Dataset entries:
'''

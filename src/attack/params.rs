use rand::{Rng, RngCore};

use super::error::{KeygenError, RmParamError};
use crate::codes::rm;
use crate::gf2::Gf2Matrix;
use crate::xof::Shake256Xof;

/// Reed-Muller McEliece parameters (code RM(r,m), length 2^m).
pub struct RmParams {
    pub r: usize,
    pub m: usize,
}

impl RmParams {
    pub fn new(r: usize, m: usize) -> Self {
        Self { r, m }
    }

    pub fn validate(&self) -> Result<(), RmParamError> {
        if self.r < 1 {
            return Err(RmParamError::InvalidR(self.r));
        }
        if self.m < self.r + 2 {
            return Err(RmParamError::MTooSmall {
                r: self.r,
                m: self.m,
            });
        }
        if self.m > 20 {
            return Err(RmParamError::MTooLarge(self.m));
        }
        Ok(())
    }

    /// Scramble the canonical generator with a random nonsingular M and a
    /// random coordinate permutation P: the public key is M * G * P.
    pub fn keygen<R: RngCore>(&self, rng: &mut R) -> Result<RmInstance, KeygenError> {
        self.validate()?;
        let generator = rm::generator(self.r, self.m);
        let n = generator.ncols;

        let m_mat = Gf2Matrix::nonsingular(rng, generator.nrows());
        let mut perm: Vec<usize> = (0..n).collect();
        for i in 0..n - 1 {
            let j = rng.gen_range(i..n);
            perm.swap(i, j);
        }
        let p_mat = Gf2Matrix::permutation(&perm);

        let pub_key = m_mat.mul(&generator).mul(&p_mat);
        let instance = RmInstance {
            pub_key,
            m_mat,
            p_mat,
        };
        instance.verify(self)?;
        Ok(instance)
    }

    /// Deterministic keygen: all randomness drawn from a SHAKE256 stream.
    pub fn keygen_from_seed(&self, seed: &[u8; 32]) -> Result<RmInstance, KeygenError> {
        let mut xof = Shake256Xof::new(seed);
        self.keygen(&mut xof)
    }
}

/// A generated key-recovery instance: the public key and the secrets it
/// was scrambled with.
pub struct RmInstance {
    pub_key: Gf2Matrix,
    m_mat: Gf2Matrix,
    p_mat: Gf2Matrix,
}

impl RmInstance {
    fn verify(&self, params: &RmParams) -> Result<(), KeygenError> {
        let generator = rm::generator(params.r, params.m);
        if self.m_mat.mul(&generator).mul(&self.p_mat) != self.pub_key {
            return Err(KeygenError::EquationFailed);
        }
        Ok(())
    }

    pub fn get_public_key(&self) -> &Gf2Matrix {
        &self.pub_key
    }

    /// The secret scrambling pair (M, P).
    pub fn get_secret_key(&self) -> (&Gf2Matrix, &Gf2Matrix) {
        (&self.m_mat, &self.p_mat)
    }
}
//! Order reduction: turn a generator equivalent to RM(r,m) into one
//! equivalent to RM(d,m) with d = gcd(m-1, r), by combining Schur
//! products (order i, order j -> order i+j) and orthogonal complements
//! (order i -> order m-1-i) along a Bezout identity for (m-1, r).

use super::error::AttackError;
use super::schur::{schur_power, schur_product};
use crate::gf2::Gf2Matrix;

/// Extended Euclid: returns (x, y, d) with a*x + b*y = d = gcd(a, b).
pub fn extended_gcd(a: i64, b: i64) -> (i64, i64, i64) {
    let (mut r_prev, mut r_cur) = (a, b);
    let (mut x_prev, mut x_cur) = (1i64, 0i64);
    let (mut y_prev, mut y_cur) = (0i64, 1i64);
    while r_cur != 0 {
        let q = r_prev / r_cur;
        (r_prev, r_cur) = (r_cur, r_prev - q * r_cur);
        (x_prev, x_cur) = (x_cur, x_prev - q * x_cur);
        (y_prev, y_cur) = (y_cur, y_prev - q * y_cur);
    }
    (x_prev, y_prev, r_prev)
}

/// The a > 0, b < 0 case of the reduction: with q = ceil(-b/a) and
/// s = q*a + b (s >= 0 by choice of q), the code of order
/// a*(m-1) + b*r is obtained as
/// ((G^q)^perp)^a, Schur-multiplied with G^s when s > 0.
pub fn positive_a_case(a: i64, b: i64, generator: &Gf2Matrix) -> Gf2Matrix {
    debug_assert!(a > 0 && b < 0, "wrong sign pattern");
    let q = (-b + a - 1) / a;
    let s = q * a + b;

    let reduced = schur_power(
        &schur_power(generator, q as usize).orthogonal_complement(),
        a as usize,
    );
    if s == 0 {
        reduced
    } else {
        schur_product(&reduced, &schur_power(generator, s as usize))
    }
}

/// Given Bezout coefficients (a, b) for gcd(m-1, r) = d and a generator
/// equivalent to RM(r,m), produce a generator equivalent to RM(d,m).
pub fn generate_rm_d(generator: &Gf2Matrix, a: i64, b: i64) -> Result<Gf2Matrix, AttackError> {
    if a == 0 && b == 1 {
        return Ok(generator.clone());
    }
    if a > 0 && b < 0 {
        return Ok(positive_a_case(a, b, generator));
    }
    if a < 0 && b > 0 {
        return Ok(positive_a_case(1 - a, -b, generator).orthogonal_complement());
    }
    Err(AttackError::InvalidParameter(format!(
        "unexpected Bezout coefficients a={a}, b={b}"
    )))
}
// CSV file to ordered JSON records; the file is read on every call.
// The header row fixes the column set: every record carries exactly those keys.
use std::fs::File;
use std::path::Path;

use csv::{ReaderBuilder, StringRecord, Trim};
use serde_json::{Map, Value};

use crate::core::error::{Error, ErrorKind};

pub type Record = Map<String, Value>;

#[derive(Clone, Debug, Default, PartialEq)]
pub struct LoadedTable {
    pub columns: Vec<String>,
    pub records: Vec<Record>,
}

impl LoadedTable {
    pub fn len(&self) -> usize {
        self.records.len()
    }

    pub fn is_empty(&self) -> bool {
        self.records.is_empty()
    }
}

pub fn read_csv(table: &str, path: &Path) -> Result<LoadedTable, Error> {
    let file = File::open(path).map_err(|err| {
        let kind = match err.kind() {
            std::io::ErrorKind::NotFound => ErrorKind::FileNotFound,
            _ => ErrorKind::Io,
        };
        Error::new(kind)
            .with_message("failed to open table file")
            .with_table(table)
            .with_path(path)
            .with_source(err)
    })?;

    let mut reader = ReaderBuilder::new()
        .has_headers(true)
        .flexible(false)
        .trim(Trim::All)
        .from_reader(file);

    let columns = read_header(table, path, &mut reader)?;

    let mut records = Vec::new();
    for (index, result) in reader.records().enumerate() {
        let row = index as u64 + 1;
        let record = result.map_err(|err| csv_error(table, path, row, err))?;
        records.push(to_record(&columns, &record));
    }

    tracing::debug!(table, rows = records.len(), path = %path.display(), "read csv");
    Ok(LoadedTable { columns, records })
}

fn read_header(
    table: &str,
    path: &Path,
    reader: &mut csv::Reader<File>,
) -> Result<Vec<String>, Error> {
    let header = reader.headers().map_err(|err| csv_error(table, path, 0, err))?;
    if header.is_empty() {
        return Err(parse_error(table, path).with_message("missing header row"));
    }

    let mut columns: Vec<String> = Vec::with_capacity(header.len());
    for (position, name) in header.iter().enumerate() {
        if name.is_empty() {
            return Err(parse_error(table, path)
                .with_message(format!("header column {} is empty", position + 1)));
        }
        if columns.iter().any(|existing| existing == name) {
            return Err(parse_error(table, path)
                .with_message("duplicate header column")
                .with_field(name));
        }
        columns.push(name.to_string());
    }
    Ok(columns)
}

fn to_record(columns: &[String], record: &StringRecord) -> Record {
    columns
        .iter()
        .zip(record.iter())
        .map(|(column, cell)| {
            let value = if cell.is_empty() {
                Value::Null
            } else {
                Value::String(cell.to_string())
            };
            (column.clone(), value)
        })
        .collect()
}

fn parse_error(table: &str, path: &Path) -> Error {
    Error::new(ErrorKind::Parse)
        .with_table(table)
        .with_path(path)
}

fn csv_error(table: &str, path: &Path, row: u64, err: csv::Error) -> Error {
    let message = match err.kind() {
        csv::ErrorKind::UnequalLengths {
            expected_len, len, ..
        } => format!("row has {len} columns, header has {expected_len}"),
        csv::ErrorKind::Utf8 { .. } => "row is not valid UTF-8".to_string(),
        csv::ErrorKind::Io(_) => {
            return Error::new(ErrorKind::Io)
                .with_message("failed to read table file")
                .with_table(table)
                .with_path(path)
                .with_source(err);
        }
        _ => "malformed csv".to_string(),
    };
    let mut out = parse_error(table, path).with_message(message);
    if row > 0 {
        out = out.with_row(row);
    }
    out.with_source(err)
}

'''

**AIM OF THE EXERCISE:**
Gather each line in the entries above where the string "validate" is found.

**ANSWER:**
    pub fn validate(&self) -> Result<(), RmParamError> {
        self.validate()?;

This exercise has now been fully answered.